10 Common Closing Costs Escrow Deals with at Closings
As you probably know (and have to regularly explain to your clients), closing costs are the fees and expenses associated with the purchase or sale of the property that is payable at the time of closing. These costs include a variety of fees and are negotiated between the seller and the buyer. Closing costs can be confusing for both buyers and sellers.
To explain closing costs to your clients, provide them with a breakdown of the estimated costs for their specific transaction. Here is a list of the top 10 costs that are collected at closing to help your clients understand what fees they are responsible for and why they need to pay them.
1. Escrow fee
The escrow fee is a part of closing costs and it is the fee that the title or escrow company charges to handle the escrow for managing and allocating the funds placed in escrow at closing.
2. Payoff
A payoff is a statement that tells us how much is owed for the mortgage or lien. It is built into a Payoff/Demand statement, and the seller has to pay to remove those encumbrances. Depending on how the letter is requested, there might be a fee for the document generation as well.
3. Title insurance
An Owner’s policy, or Owner’s Policy of Title Insurance, protects the buyer’s interest in the home during and after the home purchase.
And then if the buyer takes a loan, the lender will often require, as a condition of the loan, that the buyer gets a Lender’s Policy, or Lender’s Title Insurance, to protect the lender’s security interests in the property.
4. Homeowners insurance premium
Homeowners insurance is the money you pay to your insurance company to keep your policy active and your property protected against any issues.
5. Mortgage/loan origination
The mortgage origination fee is the upfront fee owed to the lender for processing a loan. It covers a variety of things such as an application fee, processing, and underwriting of the loan.
6. Property Appraisal Fee
The Appraiser will charge a fee for assessing the fair market value of the property. The value is used to determine the property’s loan-to-value (LTV) ratio.
7. Property taxes
Escrow prorates the taxes, dividing the taxes and other credits between the seller and the buyer. The seller pays their part of the bill up until the closing, including the taxes that have not been issued yet. And the buyer pays from the close of escrow and beyond.
8. Recording fees
To transfer ownership, escrow has to record legal ownership transfer documents and different kinds of deeds. Escrow prepares those documents and the recorder’s office charges fees for the service.
When you record a deed, the county will require that you pay a transfer fee. Charged by the state or a local government, the transfer tax fee is assessed as a percentage of the sale price.
9. Home inspection & survey fees
Home inspection fees are paid to a certified home inspector to assess the property’s condition. Lenders might require the inspector to confirm the property is in good condition.

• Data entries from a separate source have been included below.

//! Notification data model shared by the channel, the store and the REST collaborator.
//!
//! Field names follow the camelCase JSON the library backend emits, e.g.
//!
//! ```json
//! {"id": 42, "title": "Loan due", "message": "...", "type": "LOAN_DUE",
//!  "priority": "HIGH", "sentAt": "2024-01-15T10:30:00Z", "isRead": false}
//! ```

use std::fmt;

use chrono::{DateTime, Utc};
use serde::{Deserialize, Deserializer, Serialize};

/// Identifier of a notification, stable across snapshot and live delivery.
///
/// The backend sends numeric ids on some endpoints and strings on others, so
/// both forms decode to the same textual key.
#[derive(Debug, Clone, PartialEq, Eq, Hash, PartialOrd, Ord, Serialize)]
#[serde(transparent)]
pub struct NotificationId(String);

impl NotificationId {
    pub fn new(id: impl Into<String>) -> Self {
        Self(id.into())
    }

    pub fn as_str(&self) -> &str {
        &self.0
    }
}

impl<'de> Deserialize<'de> for NotificationId {
    fn deserialize<D: Deserializer<'de>>(deserializer: D) -> Result<Self, D::Error> {
        #[derive(Deserialize)]
        #[serde(untagged)]
        enum RawId {
            Text(String),
            Signed(i64),
            Unsigned(u64),
        }

        Ok(match RawId::deserialize(deserializer)? {
            RawId::Text(s) => Self(s),
            RawId::Signed(n) => Self(n.to_string()),
            RawId::Unsigned(n) => Self(n.to_string()),
        })
    }
}

impl fmt::Display for NotificationId {
    fn fmt(&self, f: &mut fmt::Formatter<'_>) -> fmt::Result {
        f.pad(&self.0)
    }
}

impl From<&str> for NotificationId {
    fn from(s: &str) -> Self {
        Self(s.to_string())
    }
}

impl From<String> for NotificationId {
    fn from(s: String) -> Self {
        Self(s)
    }
}

impl From<u64> for NotificationId {
    fn from(n: u64) -> Self {
        Self(n.to_string())
    }
}

/// Notification priority
#[derive(Debug, Clone, Copy, Default, PartialEq, Eq, Hash, Serialize, Deserialize)]
#[serde(rename_all = "UPPERCASE")]
pub enum Priority {
    Low,
    #[default]
    Normal,
    High,
}

/// One server-pushed message
#[derive(Debug, Clone, PartialEq, Serialize, Deserialize)]
#[serde(rename_all = "camelCase")]
pub struct Notification {
    pub id: NotificationId,
    pub title: String,
    #[serde(default, alias = "content")]
    pub message: String,
    /// Category tag; opaque here, drives icon and routing in the UI
    #[serde(rename = "type", default)]
    pub kind: String,
    #[serde(default)]
    pub priority: Priority,
    #[serde(default = "Utc::now", alias = "createdAt")]
    pub sent_at: DateTime<Utc>,
    #[serde(default)]
    pub is_read: bool,
}

impl Notification {
    /// Create an unread, normal-priority notification sent now
    pub fn new(id: impl Into<NotificationId>, title: impl Into<String>) -> Self {
        Self {
            id: id.into(),
            title: title.into(),
            message: String::new(),
            kind: String::new(),
            priority: Priority::Normal,
            sent_at: Utc::now(),
            is_read: false,
        }
    }

    pub fn with_message(mut self, message: impl Into<String>) -> Self {
        self.message = message.into();
        self
    }

    pub fn with_kind(mut self, kind: impl Into<String>) -> Self {
        self.kind = kind.into();
        self
    }

    pub fn with_priority(mut self, priority: Priority) -> Self {
        self.priority = priority;
        self
    }

    pub fn with_read(mut self, is_read: bool) -> Self {
        self.is_read = is_read;
        self
    }

    pub fn is_high_priority(&self) -> bool {
        self.priority == Priority::High
    }
}

/// Payload of an `unread_count_update` event
#[derive(Debug, Clone, Copy, PartialEq, Eq, Serialize, Deserialize)]
pub struct UnreadCount {
    pub count: u64,
}

/// Bearer credential used to open the channel and call the REST API.
///
/// `Debug` never prints the token.
#[derive(Clone, PartialEq, Eq)]
pub struct Credential(String);

impl Credential {
    pub fn bearer(token: impl Into<String>) -> Self {
        Self(token.into())
    }

    pub fn token(&self) -> &str {
        &self.0
    }

    /// Value for an `Authorization` header
    pub fn header_value(&self) -> String {
        format!("Bearer {}", self.0)
    }
}

impl fmt::Debug for Credential {
    fn fmt(&self, f: &mut fmt::Formatter<'_>) -> fmt::Result {
        f.write_str("Credential(***)")
    }
}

For example, in California, closing parties have to inspect the toilets, and make sure they’re up to code. To get that explicit sign-off, there has to be an inspection by the city. Typically the seller will have to pay for those home inspection fees, but it’s up for negotiation.
The mortgage survey identifies the major buildings on the property, such as the house, garage, etc. And whether it intrudes on any neighboring properties or vice versa.
A Lender may often require a survey because they will want a certain coverage on the lender’s policy that covers things that a survey might disclose. And a title insurance company will require that the parties get a survey to provide that coverage.
10. Home warranty
A home warranty protects the homeowner from major financial bills due to failure of certain appliances and systems.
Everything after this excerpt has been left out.